You can easily find that a game has a lot of short-lived memory allocations, and you may want to reserve space for many small blocks. It will waste a lot of memory to keep large memory blocks for those that are not currently in use. In a certain size, you should allocate the memory to a different large memory allocation function or directly to malloc ().

3. Virtual Functions
Critics of C ++ games always point their finger at virtual functions and think of them as a mysterious feature to reduce efficiency. Conceptually, the mechanism of virtual functions is very simple. To call a virtual function of an object, the compiler accesses the virtual function table of the object, obtains a pointer to the member function, sets the call environment, and jumps to the address of the member function. Compared with the function call of C program, C Program sets the call environment and jumps to an established address. The extra burden of calling a virtual function is the indirect direction of the virtual function table. because you do not know the address to be redirected in advance, it is also possible that the processor cannot hit the Cache.
All real C ++ programs use a large number of virtual functions, so the main method is to prevent virtual function calls in areas that place great importance on efficiency. Here is a typical example:

Class BaseClass
{
Public:
Virtual char * GetPointer () = 0;
};

Class Class1: public BaseClass
{
Virtual char * GetPointer ();
};

Class Class2: public BaseClass
{
Virtual char * GetPointer ();
};

Void Function (BaseClass * pObj)
{
Char * ptr = pObj-> GetPointer ();
}

If Function () attaches great importance to efficiency, we should change GetPointer from a virtual Function to an inline Function. One way is to add a new protected data member to BaseClass, set the value of the member in each class, and return the Member to the caller in the GetPointer inline function:

Class BaseClass
{
Public:
Inline char GetPointerFast ()
{
Return mpPointer;
}
Protected:
Inline void SetPointer (char * pData)
{
MpData = pData;
}
Private:
Char * mpData;
};

Void Function (BaseClass * pObj)
{
Char * ptr = pObj-> GetPointerFast ();
}

A more radical way is to re-plan your class inheritance tree. If Class1 and Class2 are only a little different, you can bind them to the same class, A Flag is used to indicate that it will work like Class1 or Class2, and remove pure virtual functions in BaseClass. In this way, you can write GetPointer as inline as in the previous example. This kind of flexibility does not seem very elegant, but when running an inner loop on a machine without a Cache, you may be willing to make things more ugly to get rid of virtual function calls.
Although each new virtual function only adds a pointer size to the virtual table of each class (usually at a negligible cost ), the first virtual function requires a pointer to the virtual table on each object. This means that using any virtual function in a very small and frequently used class causes extra burden, which is unacceptable. Generally, one or several virtual functions (at least one virtual destructor) are used for inheritance. Therefore, you do not need to use any inheritance on small and frequently used objects.

4. code size
The compiler is notorious for producing lengthy code in C ++. Because the memory is limited and small items are often fast, it is very important to make your executable files as small as possible. The first thing we can do is to use a compiler for research. If your compiler saves Debug information in the executable file, remove them. (Note that ms vc places the Debug information outside the executable file, so it does not matter) exception handling will generate additional code and try to remove the exception handling code. Make sure that the connector is configured to Remove useless functions and classes. Enable the maximum optimization level of the compiler and try to set it to minimize the size rather than maximize the speed-sometimes the Cache hit increases to produce better running results. (Check whether the instrinsic function is enabled when you use this setting.) Remove all strings that are wasted space in Debug output, the compiler binds multiple identical strings into an instance.
Inline is usually the first offense to create large functions. The compiler can freely choose to pay attention to or ignore the inline keywords you write, and they will create some inline with you. This is another reason you need to maintain a lightweight constructor, so that the objects in the stack will not expand because of a large amount of Inline code. At the same time, be careful to overload the operator. Even the simplest expression, such as m1 = m2 * m3, may generate a lot of Inline code if m2 and m3 are matrices.
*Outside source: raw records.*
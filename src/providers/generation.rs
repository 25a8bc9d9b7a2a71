use async_trait::async_trait;
use reqwest::Client;
use std::sync::Arc;
use std::time::{Duration, Instant};
use tracing::{debug, error, info, warn};

use super::types::{ChatCompletionRequest, ChatCompletionResponse, Generation, GenerationRequest};
use crate::config::{LlmProviderConfig, RequestConfig};
use crate::error::{ProviderError, ProviderResult};
use crate::rotation::CredentialPool;

/// Text-generation capability: system instruction plus prompt in, text out.
#[cfg_attr(test, mockall::automock)]
#[async_trait]
pub trait TextGenerator: Send + Sync {
    /// Provider name for logs.
    fn name(&self) -> &str;

    /// Run one generation request.
    async fn generate(&self, request: GenerationRequest) -> ProviderResult<Generation>;

    /// Credential rotations performed so far.
    fn rotations(&self) -> u64;
}

/// Client for an OpenAI-compatible `/chat/completions` endpoint
#[derive(Clone)]
pub struct ChatCompletionClient {
    client: Client,
    name: String,
    base_url: String,
    model: String,
    request_config: RequestConfig,
}

impl ChatCompletionClient {
    /// Create a new chat completion client
    pub fn new(config: &LlmProviderConfig, request_config: RequestConfig) -> ProviderResult<Self> {
        let client = Client::builder()
            .timeout(Duration::from_millis(request_config.timeout_ms))
            .build()
            .map_err(ProviderError::Http)?;

        Ok(Self {
            client,
            name: config.name.clone(),
            base_url: config.base_url.trim_end_matches('/').to_string(),
            model: config.model.clone(),
            request_config,
        })
    }

    /// Provider name
    pub fn name(&self) -> &str {
        &self.name
    }

    /// Get the base URL (for testing)
    pub fn base_url(&self) -> &str {
        &self.base_url
    }

    /// Run a completion with one credential, retrying transient failures.
    ///
    /// Rate-limit signals are returned immediately so the caller can rotate.
    pub async fn complete(
        &self,
        api_key: &str,
        request: &GenerationRequest,
    ) -> ProviderResult<Generation> {
        let url = format!("{}/chat/completions", self.base_url);
        let body = ChatCompletionRequest::from_request(&self.model, request);

        let mut last_error = None;
        let mut retries = 0;

        while retries <= self.request_config.max_retries {
            if retries > 0 {
                let delay = backoff_delay(self.request_config.retry_delay_ms, retries);
                warn!(
                    provider = %self.name,
                    task = %request.task,
                    retry = retries,
                    delay_ms = delay.as_millis(),
                    "Retrying generation request"
                );
                tokio::time::sleep(delay).await;
            }

            let start = Instant::now();

            match self.execute_request(&url, api_key, &body).await {
                Ok(generation) => {
                    info!(
                        provider = %self.name,
                        task = %request.task,
                        latency_ms = start.elapsed().as_millis(),
                        "Generation call succeeded"
                    );
                    return Ok(generation);
                }
                Err(e) if !e.is_retryable() => return Err(e),
                Err(e) => {
                    error!(
                        provider = %self.name,
                        task = %request.task,
                        error = %e,
                        latency_ms = start.elapsed().as_millis(),
                        retry = retries,
                        "Generation call failed"
                    );
                    last_error = Some(e);
                    retries += 1;
                }
            }
        }

        Err(ProviderError::Unavailable {
            message: last_error
                .map(|e| e.to_string())
                .unwrap_or_else(|| "Unknown error".to_string()),
            retries,
        })
    }

    /// Execute a single request (internal)
    async fn execute_request(
        &self,
        url: &str,
        api_key: &str,
        body: &ChatCompletionRequest,
    ) -> ProviderResult<Generation> {
        debug!(provider = %self.name, model = %body.model, "Calling chat completions");

        let response = self
            .client
            .post(url)
            .header("Authorization", format!("Bearer {}", api_key))
            .header("Content-Type", "application/json")
            .json(body)
            .send()
            .await
            .map_err(|e| {
                if e.is_timeout() {
                    ProviderError::Timeout {
                        timeout_ms: self.request_config.timeout_ms,
                    }
                } else {
                    ProviderError::Http(e)
                }
            })?;

        let status = response.status();

        if !status.is_success() {
            let error_body = response.text().await.unwrap_or_default();
            if is_rate_limit_signal(status.as_u16(), &error_body) {
                return Err(ProviderError::RateLimited {
                    provider: self.name.clone(),
                    message: format!("{} {}", status.as_u16(), error_body),
                });
            }
            return Err(ProviderError::Api {
                status: status.as_u16(),
                message: error_body,
            });
        }

        let completion: ChatCompletionResponse =
            response
                .json()
                .await
                .map_err(|e| ProviderError::MalformedResponse {
                    message: format!("Failed to parse response: {}", e),
                })?;

        let text = completion
            .choices
            .into_iter()
            .next()
            .and_then(|c| c.message.content)
            .ok_or_else(|| ProviderError::MalformedResponse {
                message: "Response contained no completion text".to_string(),
            })?;

        Ok(Generation {
            text,
            model: completion.model,
            total_tokens: completion.usage.and_then(|u| u.total_tokens),
        })
    }
}

/// Delay before retry number `retry` (1-based): `base_ms` doubled per
/// earlier retry, saturating at `u64::MAX` milliseconds.
fn backoff_delay(base_ms: u64, retry: u32) -> Duration {
    let factor = 2_u64.saturating_pow(retry.saturating_sub(1));
    Duration::from_millis(base_ms.saturating_mul(factor))
}

/// HTTP 429, or any error body that mentions a quota or rate limit.
pub(crate) fn is_rate_limit_signal(status: u16, body: &str) -> bool {
    if status == 429 {
        return true;
    }
    let body = body.to_lowercase();
    body.contains("quota") || body.contains("rate limit") || body.contains("rate_limit")
}

/// A chat completion client whose calls rotate through a credential pool
pub struct RotatingGenerator {
    client: ChatCompletionClient,
    pool: CredentialPool<String>,
}

impl RotatingGenerator {
    /// Create a generator for one configured provider
    pub fn new(config: &LlmProviderConfig, request_config: RequestConfig) -> ProviderResult<Self> {
        Ok(Self {
            client: ChatCompletionClient::new(config, request_config)?,
            pool: CredentialPool::new(config.name.clone(), config.api_keys.clone()),
        })
    }

    /// The credential pool backing this generator
    pub fn pool(&self) -> &CredentialPool<String> {
        &self.pool
    }
}

#[async_trait]
impl TextGenerator for RotatingGenerator {
    fn name(&self) -> &str {
        self.client.name()
    }

    async fn generate(&self, request: GenerationRequest) -> ProviderResult<Generation> {
        let client = &self.client;
        let request = &request;
        self.pool
            .call(|api_key| async move { client.complete(&api_key, request).await })
            .await
    }

    fn rotations(&self) -> u64 {
        self.pool.rotations()
    }
}

/// Ordered fallback over several generators.
///
/// Each call starts at the first provider and moves down the list on any
/// error, so an exhausted primary falls through to the secondary's own pool.
pub struct GeneratorChain {
    providers: Vec<Arc<dyn TextGenerator>>,
}

impl GeneratorChain {
    /// Create a chain from providers in priority order
    pub fn new(providers: Vec<Arc<dyn TextGenerator>>) -> Self {
        Self { providers }
    }

    /// Number of providers in the chain
    pub fn len(&self) -> usize {
        self.providers.len()
    }

    /// Whether the chain holds no providers
    pub fn is_empty(&self) -> bool {
        self.providers.is_empty()
    }
}

#[async_trait]
impl TextGenerator for GeneratorChain {
    fn name(&self) -> &str {
        "generation-chain"
    }

    async fn generate(&self, request: GenerationRequest) -> ProviderResult<Generation> {
        let mut last_error = None;

        for provider in &self.providers {
            match provider.generate(request.clone()).await {
                Ok(generation) => return Ok(generation),
                Err(e) => {
                    warn!(
                        provider = %provider.name(),
                        task = %request.task,
                        error = %e,
                        "Generation provider failed, trying next"
                    );
                    last_error = Some(e);
                }
            }
        }

        Err(last_error.unwrap_or_else(|| ProviderError::Unavailable {
            message: "No generation providers configured".to_string(),
            retries: 0,
        }))
    }

    fn rotations(&self) -> u64 {
        self.providers.iter().map(|p| p.rotations()).sum()
    }
}

#[cfg(test)]
mod tests {
    use super::*;
    use crate::providers::types::GenerationTask;

    fn request() -> GenerationRequest {
        GenerationRequest::new(GenerationTask::Plan, "sys", "question")
    }

    #[test]
    fn test_backoff_delay_doubles() {
        assert_eq!(backoff_delay(1000, 1), Duration::from_millis(1000));
        assert_eq!(backoff_delay(1000, 2), Duration::from_millis(2000));
        assert_eq!(backoff_delay(1000, 4), Duration::from_millis(8000));
    }

    #[test]
    fn test_backoff_delay_saturates() {
        assert_eq!(backoff_delay(1000, 64), Duration::from_millis(u64::MAX));
        assert_eq!(backoff_delay(1000, u32::MAX), Duration::from_millis(u64::MAX));
        assert_eq!(backoff_delay(u64::MAX, 2), Duration::from_millis(u64::MAX));
        assert_eq!(backoff_delay(0, 100), Duration::ZERO);
    }

    #[test]
    fn test_rate_limit_signal_detection() {
        assert!(is_rate_limit_signal(429, ""));
        assert!(is_rate_limit_signal(403, "Quota exceeded for this key"));
        assert!(is_rate_limit_signal(400, "rate limit reached"));
        assert!(!is_rate_limit_signal(500, "internal error"));
        assert!(!is_rate_limit_signal(401, "bad key"));
    }

    #[tokio::test]
    async fn test_chain_falls_back_to_second_provider() {
        let mut primary = MockTextGenerator::new();
        primary.expect_name().return_const("primary".to_string());
        primary.expect_generate().times(1).returning(|_| {
            Err(ProviderError::Exhausted {
                provider: "primary".to_string(),
            })
        });

        let mut secondary = MockTextGenerator::new();
        secondary.expect_name().return_const("secondary".to_string());
        secondary
            .expect_generate()
            .times(1)
            .returning(|_| Ok(Generation::text("from secondary")));

        let chain = GeneratorChain::new(vec![Arc::new(primary), Arc::new(secondary)]);
        let generation = chain.generate(request()).await.unwrap();
        assert_eq!(generation.text, "from secondary");
    }

    #[tokio::test]
    async fn test_chain_stops_at_first_success() {
        let mut primary = MockTextGenerator::new();
        primary
            .expect_generate()
            .times(1)
            .returning(|_| Ok(Generation::text("from primary")));

        let mut secondary = MockTextGenerator::new();
        secondary.expect_generate().never();

        let chain = GeneratorChain::new(vec![Arc::new(primary), Arc::new(secondary)]);
        assert_eq!(chain.generate(request()).await.unwrap().text, "from primary");
    }

    #[tokio::test]
    async fn test_chain_returns_last_error_when_all_fail() {
        let mut primary = MockTextGenerator::new();
        primary.expect_name().return_const("primary".to_string());
        primary.expect_generate().returning(|_| {
            Err(ProviderError::Timeout { timeout_ms: 10 })
        });

        let mut secondary = MockTextGenerator::new();
        secondary.expect_name().return_const("secondary".to_string());
        secondary.expect_generate().returning(|_| {
            Err(ProviderError::Api {
                status: 400,
                message: "bad".to_string(),
            })
        });

        let chain = GeneratorChain::new(vec![Arc::new(primary), Arc::new(secondary)]);
        let err = chain.generate(request()).await.unwrap_err();
        assert!(matches!(err, ProviderError::Api { status: 400, .. }));
    }

    #[tokio::test]
    async fn test_empty_chain_is_unavailable() {
        let chain = GeneratorChain::new(vec![]);
        assert!(chain.is_empty());
        assert!(matches!(
            chain.generate(request()).await,
            Err(ProviderError::Unavailable { .. })
        ));
    }

    #[test]
    fn test_chain_sums_rotations() {
        let mut a = MockTextGenerator::new();
        a.expect_rotations().return_const(2u64);
        let mut b = MockTextGenerator::new();
        b.expect_rotations().return_const(1u64);

        let chain = GeneratorChain::new(vec![Arc::new(a), Arc::new(b)]);
        assert_eq!(chain.rotations(), 3);
    }
}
Be sure to have a deep understanding of your Compiler's inline settings.
To enable the runtime type information (RTTI), the compiler must generate some static information for each class. RTTI is generally enabled by default. In this way, our code can call dynamic_cast and detect the type of an object. We recommend that you disable RTTI and dynamic_cast to save space. (Further, sometimes dynamic_cast has to pay a high price in some implementations.) On the other hand, when you really need different types-based behaviors, add a virtual function with different behaviors. This is a better object-oriented design (note that static_cast is different from this, and its efficiency is the same as the type conversion in C ).

5. Standard Library (STL)
The standard library is a set of templates that implement common structures and algorithms, such as dynamic arrays (vector), set, and map. Using STL can save you a lot of time writing and debugging those containers. As mentioned earlier, if you want to maximize the efficiency of the system, you must pay attention to the specific implementation details of your STL.
To be able to correspond to the maximum range of applications, STL standards remain silent in the field of memory allocation. Each operation in the STL container has a certain efficiency guarantee. For example, to insert a set, it only takes O (log n) time. However, the memory usage of a container is not guaranteed.
Let's take a closer look at a very common problem in Game Development: You want to save a group of objects (we will call it an object list, although it doesn't have to be saved in the STL List) generally, you need to have only one object in this table, so you don't have to worry about accidentally inserting an existing unit operation in the container. The STL set ignores copies. All the insert, delete, and query speeds are O (log n). Is this a good choice?
Although the speed of most operations on the set is O (log n), there is still a potential crisis. Although the container memory usage depends on implementation, many implementations are implemented based on the red and black trees. On the red-black tree, each node of the tree is an element of the container. A common implementation method is to assign a node when each element is added to the tree, and release a node when each element is removed from the tree. Based on the frequency of insertion and deletion, the time spent on the memory manager will more or less affect the benefits you get by using the set.
Another solution is to use vector to store elements. vector ensures high efficiency in adding elements at the end of the container. This indicates that in fact, the vector only re-allocates the memory in the case of an accident, that is, it doubles when it is full. When using vector to save a list of different elements, you must first check whether the element already exists. If not, add it. It takes O (n) Time to check the whole vector, but the actual amount of time involved should be relatively small, because every element of the vector is stored continuously in the memory, therefore, checking the entire vector is actually an easy-to-cache operation. Checking the entire set will result in cache miss, because the elements stored separately on the red/black tree may be scattered in various corners of the memory. At the same time, we also noticed that set must maintain an additional set of tags to set the entire tree. If you want to save the object pointer, set may take 3 to 4 times the memory consumed by the vector.
The time consumed by the Set delete operation O (log n) seems to be very fast, if you do not consider calls to free. The deletion operation of the Vector consumes O (n) because each element is copied to the previous position from the beginning to the end of the deleted element. If all elements are pointers, this copy can be completed by a simple memcpy () function, which is quite fast. (This is also the reason why object pointers are usually stored in STL containers, rather than the object itself. If you directly Save the object itself, it will cause many additional constructor calls in many operations, such as deletion ).
Set and map are generally more troublesome than useful. If you are not aware of this, consider traversing a container. For example:

For (Collection: iterator it = Collection. begin (); it! = Collection. end (); ++ it)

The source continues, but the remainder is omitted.